Caeregen Therapeutics Receives $1.4 Million Phase 2 SBIR Grant from NIH/NEI to Advance Development of Noregen for Retinal Diseases
Caeregen Therapeutics announced that it has been awarded a $1.4 million phase 2 Small Business Innovation Research (SBIR) grant from the National Institutes of Health (NIH) and National Eye Institute (NEI) to advance the development of CTR-107 (Noregen), a regenerative therapeutic for the treatment of retinal-related vision loss due to a range of inherited and age-related diseases. Caeregen is initially developing CTR-107 for the treatment of a rare inherited disorder of retinal blood vessel formation, Familial Exudative Vitreoretinopathy (FEVR).
“The NIH grant will support the nonclinical development program of CTR-107 and accelerate our investigational new drug (IND) submission to begin clinical trials," said Walter Capone, CEO of Caeregen Therapeutics. “This award provides further, important validation for CTR-107 and our novel approach to retinal disease treatment, the first with the potential to restore retinal function and reverse vision loss,” said Dr. Kimberly Drenser, Chief Scientific Officer of Caeregen Therapeutics.
Both age-related and acquired retinal disorders share an underlying deterioration of the retinal vascular bed and related neurovascular structure.
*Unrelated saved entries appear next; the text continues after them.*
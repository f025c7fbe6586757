//! # Layer Normalization Module
//!
//! This module holds the 2D raster layers that feed the voxel compositor and the
//! normalizer that aligns them to one orientation and shape.
//!
//! ## Layers
//!
//! * **Building height**: meters above local ground, NaN where the footprint has no height data
//! * **Building segments**: per-column list of `(min, max)` height intervals
//! * **Land cover**: classification codes, 0-based as delivered by the land-cover source
//! * **Elevation**: terrain height in meters
//! * **Canopy height**: tree height in meters, 0 where there is no tree
//! * **Building id** (optional): footprint identifier used to flatten terrain under buildings
//!
//! ## Storage
//!
//! Grids are stored row-major in a flat `Vec`. The per-column segment lists use a flattened arena:
//! one `(start, count)` span per cell pointing into a single segment vector, so no nested
//! allocation is needed per cell.

use std::collections::HashMap;

use log::{debug, warn};
use serde::{Deserialize, Serialize};

use crate::error::{Result, VoxelCityError};

/// Default height in meters substituted for missing building heights.
pub const DEFAULT_MISSING_HEIGHT: f64 = 10.0;

/// A dense 2D grid stored in row-major order.
#[derive(Debug, Clone, PartialEq)]
pub struct Grid2<T> {
    rows: usize,
    cols: usize,
    data: Vec<T>,
}

impl<T: Clone> Grid2<T> {
    /// Creates a grid of the given shape filled with `value`.
    pub fn filled(rows: usize, cols: usize, value: T) -> Self {
        Grid2 {
            rows,
            cols,
            data: vec![value; rows * cols],
        }
    }

    /// Builds a grid from nested rows.
    ///
    /// # Arguments
    /// * `layer` - Name of the layer, used in the error if rows are ragged
    /// * `rows` - The row vectors, all of equal length
    ///
    /// # Returns
    /// The grid, or `ShapeMismatch` if any row length differs from the first.
    pub fn from_rows(layer: &'static str, rows: Vec<Vec<T>>) -> Result<Self> {
        let row_count = rows.len();
        let col_count = rows.first().map_or(0, Vec::len);
        let mut data = Vec::with_capacity(row_count * col_count);
        for row in rows {
            if row.len() != col_count {
                return Err(VoxelCityError::shape_mismatch(
                    layer,
                    (row_count, col_count),
                    (row_count, row.len()),
                ));
            }
            data.extend(row);
        }
        Ok(Grid2 {
            rows: row_count,
            cols: col_count,
            data,
        })
    }

    /// Returns a copy of the grid with its row order reversed.
    pub fn flipped_vertically(&self) -> Self {
        let mut data = Vec::with_capacity(self.data.len());
        for row in (0..self.rows).rev() {
            data.extend_from_slice(&self.data[row * self.cols..(row + 1) * self.cols]);
        }
        Grid2 {
            rows: self.rows,
            cols: self.cols,
            data,
        }
    }
}

impl<T> Grid2<T> {
    /// The `(rows, cols)` shape of the grid.
    pub fn shape(&self) -> (usize, usize) {
        (self.rows, self.cols)
    }

    pub fn rows(&self) -> usize {
        self.rows
    }

    pub fn cols(&self) -> usize {
        self.cols
    }

    pub fn get(&self, row: usize, col: usize) -> &T {
        &self.data[row * self.cols + col]
    }

    pub fn set(&mut self, row: usize, col: usize, value: T) {
        self.data[row * self.cols + col] = value;
    }

    /// All cells in row-major order.
    pub fn values(&self) -> &[T] {
        &self.data
    }

    pub fn values_mut(&mut self) -> &mut [T] {
        &mut self.data
    }

    /// The `(row, col)` of the first cell, in row-major order, matching `predicate`.
    pub fn position(&self, predicate: impl Fn(&T) -> bool) -> Option<(usize, usize)> {
        self.data
            .iter()
            .position(predicate)
            .map(|index| (index / self.cols, index % self.cols))
    }
}

/// One vertical building interval of a column, in meters relative to local ground.
#[derive(Debug, Clone, Copy, PartialEq, Serialize, Deserialize)]
pub struct BuildingSegment {
    pub min_height: f64,
    pub max_height: f64,
}

impl BuildingSegment {
    pub fn new(min_height: f64, max_height: f64) -> Self {
        BuildingSegment {
            min_height,
            max_height,
        }
    }

    /// Returns the segment with NaN bounds replaced by `default`, and whether anything changed.
    pub fn with_missing_replaced(self, default: f64) -> (Self, bool) {
        let mut replaced = false;
        let mut fix = |value: f64| {
            if value.is_nan() {
                replaced = true;
                default
            } else {
                value
            }
        };
        let segment = BuildingSegment::new(fix(self.min_height), fix(self.max_height));
        (segment, replaced)
    }
}

/// Per-column building segment lists stored as a flattened arena.
#[derive(Debug, Clone, PartialEq)]
pub struct SegmentGrid {
    rows: usize,
    cols: usize,
    /// `(start, count)` into `segments` for every cell, row-major
    spans: Vec<(u32, u32)>,
    segments: Vec<BuildingSegment>,
}

impl SegmentGrid {
    /// Creates a grid where no column has any building segment.
    pub fn empty(rows: usize, cols: usize) -> Self {
        SegmentGrid {
            rows,
            cols,
            spans: vec![(0, 0); rows * cols],
            segments: Vec::new(),
        }
    }

    /// Builds the arena from nested `rows -> cols -> segments` lists.
    pub fn from_rows(rows: Vec<Vec<Vec<BuildingSegment>>>) -> Result<Self> {
        let row_count = rows.len();
        let col_count = rows.first().map_or(0, Vec::len);
        let mut grid = SegmentGrid {
            rows: row_count,
            cols: col_count,
            spans: Vec::with_capacity(row_count * col_count),
            segments: Vec::new(),
        };
        for row in rows {
            if row.len() != col_count {
                return Err(VoxelCityError::shape_mismatch(
                    "building_segments",
                    (row_count, col_count),
                    (row_count, row.len()),
                ));
            }
            for cell in row {
                grid.push_cell(&cell);
            }
        }
        Ok(grid)
    }

    fn push_cell(&mut self, cell: &[BuildingSegment]) {
        let start = self.segments.len() as u32;
        self.segments.extend_from_slice(cell);
        self.spans.push((start, cell.len() as u32));
    }

    /// Replaces the segment list of one column.
    ///
    /// The previous segments of the column stay in the arena unreferenced; callers building large
    /// grids should prefer [`SegmentGrid::from_rows`].
    pub fn set_segments(&mut self, row: usize, col: usize, cell: &[BuildingSegment]) {
        let start = self.segments.len() as u32;
        self.segments.extend_from_slice(cell);
        self.spans[row * self.cols + col] = (start, cell.len() as u32);
    }

    pub fn shape(&self) -> (usize, usize) {
        (self.rows, self.cols)
    }

    /// The ordered segments owned by column `(row, col)`.
    pub fn segments_at(&self, row: usize, col: usize) -> &[BuildingSegment] {
        let (start, count) = self.spans[row * self.cols + col];
        &self.segments[start as usize..(start + count) as usize]
    }

    /// The first column, in row-major order, owning a segment that matches `predicate`.
    pub fn position(&self, predicate: impl Fn(&BuildingSegment) -> bool) -> Option<(usize, usize)> {
        (0..self.rows)
            .flat_map(|row| (0..self.cols).map(move |col| (row, col)))
            .find(|&(row, col)| self.segments_at(row, col).iter().any(&predicate))
    }

    /// Returns a compacted copy with its row order reversed.
    pub fn flipped_vertically(&self) -> Self {
        let mut grid = SegmentGrid {
            rows: self.rows,
            cols: self.cols,
            spans: Vec::with_capacity(self.spans.len()),
            segments: Vec::with_capacity(self.segments.len()),
        };
        for row in (0..self.rows).rev() {
            for col in 0..self.cols {
                let cell = self.segments_at(row, col).to_vec();
                grid.push_cell(&cell);
            }
        }
        grid
    }

    /// Replaces NaN segment bounds with `default` in place.
    ///
    /// # Returns
    /// The number of segments that had at least one NaN bound.
    pub fn replace_missing(&mut self, default: f64) -> usize {
        let mut count = 0;
        for segment in self.segments.iter_mut() {
            let (fixed, replaced) = segment.with_missing_replaced(default);
            if replaced {
                *segment = fixed;
                count += 1;
            }
        }
        count
    }
}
Current therapies slow the progression of vision loss but do not repair, nor reverse, retinal damage that has already occurred.
CTR-107 is a synthetic targeted growth factor that mimics the properties of norrin, a naturally occurring human protein that promotes the development of organized blood vessels and neurons in the human eye, ear, and central nervous system. When injected into the eye, CTR-107 may regenerate retinal blood vessels and neurons, restoring retinal function and counteracting vision loss due to FEVR and other retinal diseases.
The phase 2 SBIR grant builds on prior research, including in a phase 1 STTR grant, that demonstrated production feasibility, safety/tolerability, modulation of target gene expression in vitro, and in vivo functional activity. During phase 2 SBIR grant-supported research, the company will optimize dosing through in vitro and in vivo studies, further develop analytical methods for product characterization, and conduct pharmacokinetic studies to support an IND submission.
CTR-107 is the first program to obtain FDA Rare Pediatric Disease (RPD) designation for treatment of FEVR, a designation that makes Caeregen eligible to obtain a Priority Review Voucher at the time of marketing approval. The RPD designation for CTR-107 (Noregen) follows the Orphan Drug Designations by both the FDA and European Commission European Medicines Agency (EMA).